[Opening Records to use section]

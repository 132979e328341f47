//! Scene model types for Glint.
//!
//! A [`Scene`] is built once by the loader and then only read. Primitives
//! refer to their material by index into the scene's material table, so
//! the table can be shared by any number of primitives.

use glint_math::{Interval, Vec3};
use serde::Serialize;
use thiserror::Error;

/// Color type alias (RGB, components conventionally 0-1 but unbounded)
pub type Color = Vec3;

/// Default bounce limit when a scene has no `max_depth` directive.
pub const DEFAULT_MAX_DEPTH: u32 = 5;

/// Largest accepted `max_depth`. Each bounce is a nested call, so this
/// also bounds the tracer's stack use.
pub const MAX_DEPTH_LIMIT: u32 = 64;

/// Largest accepted image side, in pixels.
pub const MAX_DIMENSION: u32 = 16_384;

/// Largest accepted image area, in pixels.
pub const MAX_PIXELS: usize = 1 << 26;

/// Largest accepted samples per pixel axis.
pub const MAX_SAMPLES: u32 = 16;

/// Valid vertical field of view, in degrees (exclusive).
const FOV_RANGE: Interval = Interval { min: 0.0, max: 180.0 };

/// Valid spot light cone angles, in degrees (inclusive).
const CONE_RANGE: Interval = Interval { min: 0.0, max: 180.0 };

/// Errors raised when a scene element breaks one of its invariants.
#[derive(Error, Debug, Clone, PartialEq)]
pub enum ValidationError {
    #[error("sphere radius must be positive, got {0}")]
    NonPositiveRadius(f32),

    #[error(
        "resolution must be 1..={max_side} per side and at most {max_pixels} pixels, got {width}x{height}",
        max_side = MAX_DIMENSION,
        max_pixels = MAX_PIXELS
    )]
    InvalidResolution { width: u32, height: u32 },

    #[error("field of view must be in (0, 180) degrees, got {0}")]
    FovOutOfRange(f32),

    #[error("degenerate camera: {0}")]
    DegenerateCamera(&'static str),

    #[error("shininess must be non-negative, got {0}")]
    NegativeShininess(f32),

    #[error("index of refraction must be at least 1, got {0}")]
    IorBelowOne(f32),

    #[error("{0} must be a non-zero vector")]
    ZeroVector(&'static str),

    #[error("spot light cone needs 0 <= inner <= outer <= 180 degrees, got {inner}..{outer}")]
    InvalidSpotCone { inner: f32, outer: f32 },

    #[error("samples per axis must be in 1..={max}", max = MAX_SAMPLES)]
    InvalidSamples,

    #[error("max_depth must be at most {max}, got {0}", max = MAX_DEPTH_LIMIT)]
    MaxDepthTooLarge(u32),

    #[error("primitive declared before any material")]
    MaterialNotDeclared,
}

pub type ValidationResult<T> = Result<T, ValidationError>;

fn non_zero(v: Vec3, what: &'static str) -> ValidationResult<Vec3> {
    if v.length_squared() > 1e-12 && v.is_finite() {
        Ok(v.normalize())
    } else {
        Err(ValidationError::ZeroVector(what))
    }
}

/// Pinhole camera placement as written in the scene file.
#[derive(Clone, Copy, Debug, PartialEq, Serialize)]
pub struct CameraSpec {
    /// Eye position
    pub eye: Vec3,
    /// Point the camera looks at
    pub target: Vec3,
    /// Approximate up vector (re-orthogonalized when rays are generated)
    pub up: Vec3,
    /// Vertical field of view in degrees
    pub fov_degrees: f32,
}

impl CameraSpec {
    pub fn new(eye: Vec3, target: Vec3, up: Vec3, fov_degrees: f32) -> ValidationResult<Self> {
        if !FOV_RANGE.surrounds(fov_degrees) {
            return Err(ValidationError::FovOutOfRange(fov_degrees));
        }

        let view = target - eye;
        if !view.length_squared().is_finite() {
            return Err(ValidationError::DegenerateCamera(
                "eye and target are too far apart",
            ));
        }
        if view.length_squared() < 1e-12 {
            return Err(ValidationError::DegenerateCamera("eye and target coincide"));
        }
        if !up.length_squared().is_finite() {
            return Err(ValidationError::DegenerateCamera("up vector is too large"));
        }
        if up.length_squared() < 1e-12 {
            return Err(ValidationError::DegenerateCamera("up vector is zero"));
        }
        if view.normalize().cross(up.normalize()).length_squared() < 1e-10 {
            return Err(ValidationError::DegenerateCamera(
                "up vector is parallel to the view direction",
            ));
        }

        Ok(Self {
            eye,
            target,
            up,
            fov_degrees,
        })
    }

    /// Unit vector from the eye toward the target.
    pub fn view_direction(&self) -> Vec3 {
        (self.target - self.eye).normalize()
    }
}

/// Output image size in pixels.
#[derive(Clone, Copy, Debug, PartialEq, Eq, Serialize)]
pub struct Resolution {
    pub width: u32,
    pub height: u32,
}

impl Resolution {
    pub fn new(width: u32, height: u32) -> ValidationResult<Self> {
        let side = 1..=MAX_DIMENSION;
        if !side.contains(&width)
            || !side.contains(&height)
            || width as usize * height as usize > MAX_PIXELS
        {
            return Err(ValidationError::InvalidResolution { width, height });
        }
        Ok(Self { width, height })
    }

    /// Width over height.
    pub fn aspect_ratio(&self) -> f32 {
        self.width as f32 / self.height as f32
    }

    pub fn pixel_count(&self) -> usize {
        self.width as usize * self.height as usize
    }
}

/// Phong-style surface description.
#[derive(Clone, Debug, PartialEq, Serialize)]
pub struct Material {
    /// Reflectance under the scene's ambient light
    pub ambient: Color,
    /// Lambertian reflectance
    pub diffuse: Color,
    /// Phong highlight color
    pub specular: Color,
    /// Phong exponent
    pub shininess: f32,
    /// Mirror reflectivity per channel
    pub reflect: Color,
    /// Index of refraction (1.0 = opaque, no transmission)
    pub ior: f32,
}

impl Material {
    pub fn new(
        ambient: Color,
        diffuse: Color,
        specular: Color,
        shininess: f32,
        reflect: Color,
        ior: f32,
    ) -> ValidationResult<Self> {
        if shininess < 0.0 {
            return Err(ValidationError::NegativeShininess(shininess));
        }
        if ior < 1.0 {
            return Err(ValidationError::IorBelowOne(ior));
        }
        Ok(Self {
            ambient,
            diffuse,
            specular,
            shininess,
            reflect,
            ior,
        })
    }

    /// A plain diffuse material with no highlights, mirror or transmission.
    pub fn matte(diffuse: Color) -> Self {
        Self {
            ambient: diffuse,
            diffuse,
            specular: Color::ZERO,
            shininess: 0.0,
            reflect: Color::ZERO,
            ior: 1.0,
        }
    }

    /// True if any reflectivity channel is positive.
    pub fn is_reflective(&self) -> bool {
        self.reflect.max_element() > 0.0
    }

    /// True if light is transmitted (and bent) through the surface.
    pub fn is_refractive(&self) -> bool {
        self.ior > 1.0
    }

    /// Share of light not taken by mirror reflection, per channel.
    pub fn transmission(&self) -> Color {
        (Color::ONE - self.reflect).max(Color::ZERO)
    }
}

/// A sphere primitive.
#[derive(Clone, Debug, PartialEq, Serialize)]
pub struct Sphere {
    pub center: Vec3,
    pub radius: f32,
    /// Index into the scene's material table
    pub material: usize,
}

impl Sphere {
    pub fn new(center: Vec3, radius: f32, material: usize) -> ValidationResult<Self> {
        // Written this way round so NaN is rejected too
        if !(radius > 0.0) {
            return Err(ValidationError::NonPositiveRadius(radius));
        }
        Ok(Self {
            center,
            radius,
            material,
        })
    }
}

/// An infinite plane through `point` with unit `normal`.
#[derive(Clone, Debug, PartialEq, Serialize)]
pub struct Plane {
    pub point: Vec3,
    pub normal: Vec3,
    /// Index into the scene's material table
    pub material: usize,
}

impl Plane {
    pub fn new(point: Vec3, normal: Vec3, material: usize) -> ValidationResult<Self> {
        Ok(Self {
            point,
            normal: non_zero(normal, "plane normal")?,
            material,
        })
    }
}

/// Renderable geometry.
#[derive(Clone, Debug, PartialEq, Serialize)]
#[serde(tag = "kind", rename_all = "snake_case")]
pub enum Primitive {
    Sphere(Sphere),
    Plane(Plane),
}

impl Primitive {
    /// Material table index of this primitive.
    pub fn material(&self) -> usize {
        match self {
            Primitive::Sphere(s) => s.material,
            Primitive::Plane(p) => p.material,
        }
    }
}

/// Light radiating equally in all directions from a point.
#[derive(Clone, Copy, Debug, PartialEq, Serialize)]
pub struct PointLight {
    pub position: Vec3,
    pub color: Color,
}

/// Light arriving from infinitely far away along `direction`.
#[derive(Clone, Copy, Debug, PartialEq, Serialize)]
pub struct DirectionalLight {
    /// Unit direction the light travels in
    pub direction: Vec3,
    pub color: Color,
}

impl DirectionalLight {
    pub fn new(direction: Vec3, color: Color) -> ValidationResult<Self> {
        Ok(Self {
            direction: non_zero(direction, "light direction")?,
            color,
        })
    }
}

/// Point light restricted to a cone, fading out between the inner and
/// outer angles.
#[derive(Clone, Copy, Debug, PartialEq, Serialize)]
pub struct SpotLight {
    pub position: Vec3,
    /// Unit axis of the cone
    pub direction: Vec3,
    pub color: Color,
    /// Full-intensity half angle in degrees
    pub inner_angle: f32,
    /// Cut-off half angle in degrees
    pub outer_angle: f32,
}

impl SpotLight {
    pub fn new(
        position: Vec3,
        direction: Vec3,
        color: Color,
        inner_angle: f32,
        outer_angle: f32,
    ) -> ValidationResult<Self> {
        if !(CONE_RANGE.contains(inner_angle)
            && CONE_RANGE.contains(outer_angle)
            && inner_angle <= outer_angle)
        {
            return Err(ValidationError::InvalidSpotCone {
                inner: inner_angle,
                outer: outer_angle,
            });
        }
        Ok(Self {
            position,
            direction: non_zero(direction, "spot light direction")?,
            color,
            inner_angle,
            outer_angle,
        })
    }
}

/// Any light source other than the ambient term.
#[derive(Clone, Copy, Debug, PartialEq, Serialize)]
#[serde(tag = "kind", rename_all = "snake_case")]
pub enum Light {
    Point(PointLight),
    Directional(DirectionalLight),
    Spot(SpotLight),
}

impl Light {
    pub fn color(&self) -> Color {
        match self {
            Light::Point(l) => l.color,
            Light::Directional(l) => l.color,
            Light::Spot(l) => l.color,
        }
    }
}

/// Quality settings carried by the scene file.
#[derive(Clone, Copy, Debug, PartialEq, Eq, Serialize)]
pub struct RenderSettings {
    /// Maximum reflection/refraction bounces (0 = direct shading only)
    pub max_depth: u32,
    /// Sub-pixel samples per axis (n x n rays per pixel)
    pub samples: u32,
}

impl Default for RenderSettings {
    fn default() -> Self {
        Self {
            max_depth: DEFAULT_MAX_DEPTH,
            samples: 1,
        }
    }
}

impl RenderSettings {
    pub fn with_samples(mut self, samples: u32) -> ValidationResult<Self> {
        if !(1..=MAX_SAMPLES).contains(&samples) {
            return Err(ValidationError::InvalidSamples);
        }
        self.samples = samples;
        Ok(self)
    }

    pub fn with_max_depth(mut self, max_depth: u32) -> ValidationResult<Self> {
        if max_depth > MAX_DEPTH_LIMIT {
            return Err(ValidationError::MaxDepthTooLarge(max_depth));
        }
        self.max_depth = max_depth;
        Ok(self)
    }
}

/// A complete, validated scene.
#[derive(Clone, Debug, PartialEq, Serialize)]
pub struct Scene {
    camera: CameraSpec,
    resolution: Resolution,
    materials: Vec<Material>,
    primitives: Vec<Primitive>,
    lights: Vec<Light>,
    ambient: Color,
    background: Color,
    settings: RenderSettings,
}

impl Scene {
    /// Create a scene with no geometry, no lights, black ambient and
    /// black background.
    pub fn new(camera: CameraSpec, resolution: Resolution) -> Self {
        Self {
            camera,
            resolution,
            materials: Vec::new(),
            primitives: Vec::new(),
            lights: Vec::new(),
            ambient: Color::ZERO,
            background: Color::ZERO,
            settings: RenderSettings::default(),
        }
    }

    /// Add a material to the scene and return its index.
    pub fn add_material(&mut self, material: Material) -> usize {
        self.materials.push(material);
        self.materials.len() - 1
    }

    /// Add a primitive. Its material index must already exist.
    pub fn add_primitive(&mut self, primitive: Primitive) -> ValidationResult<()> {
        if primitive.material() >= self.materials.len() {
            return Err(ValidationError::MaterialNotDeclared);
        }
        self.primitives.push(primitive);
        Ok(())
    }

    pub fn add_light(&mut self, light: Light) {
        self.lights.push(light);
    }

    pub fn set_ambient(&mut self, color: Color) {
        self.ambient = color;
    }

    pub fn set_background(&mut self, color: Color) {
        self.background = color;
    }

    pub fn set_settings(&mut self, settings: RenderSettings) {
        self.settings = settings;
    }

    pub fn camera(&self) -> &CameraSpec {
        &self.camera
    }

    pub fn resolution(&self) -> Resolution {
        self.resolution
    }

    pub fn materials(&self) -> &[Material] {
        &self.materials
    }

    /// Material of a primitive.
    pub fn material(&self, index: usize) -> &Material {
        &self.materials[index]
    }

    pub fn primitives(&self) -> &[Primitive] {
        &self.primitives
    }

    pub fn lights(&self) -> &[Light] {
        &self.lights
    }

    pub fn ambient(&self) -> Color {
        self.ambient
    }

    pub fn background(&self) -> Color {
        self.background
    }

    pub fn settings(&self) -> RenderSettings {
        self.settings
    }

    pub fn primitive_count(&self) -> usize {
        self.primitives.len()
    }

    pub fn light_count(&self) -> usize {
        self.lights.len()
    }

    pub fn material_count(&self) -> usize {
        self.materials.len()
    }
}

[Closing Records to use section]

Description of the task =
All that is needed is a number: the count of lines in the listing that hold "ZeroVector".

Expected answer =
2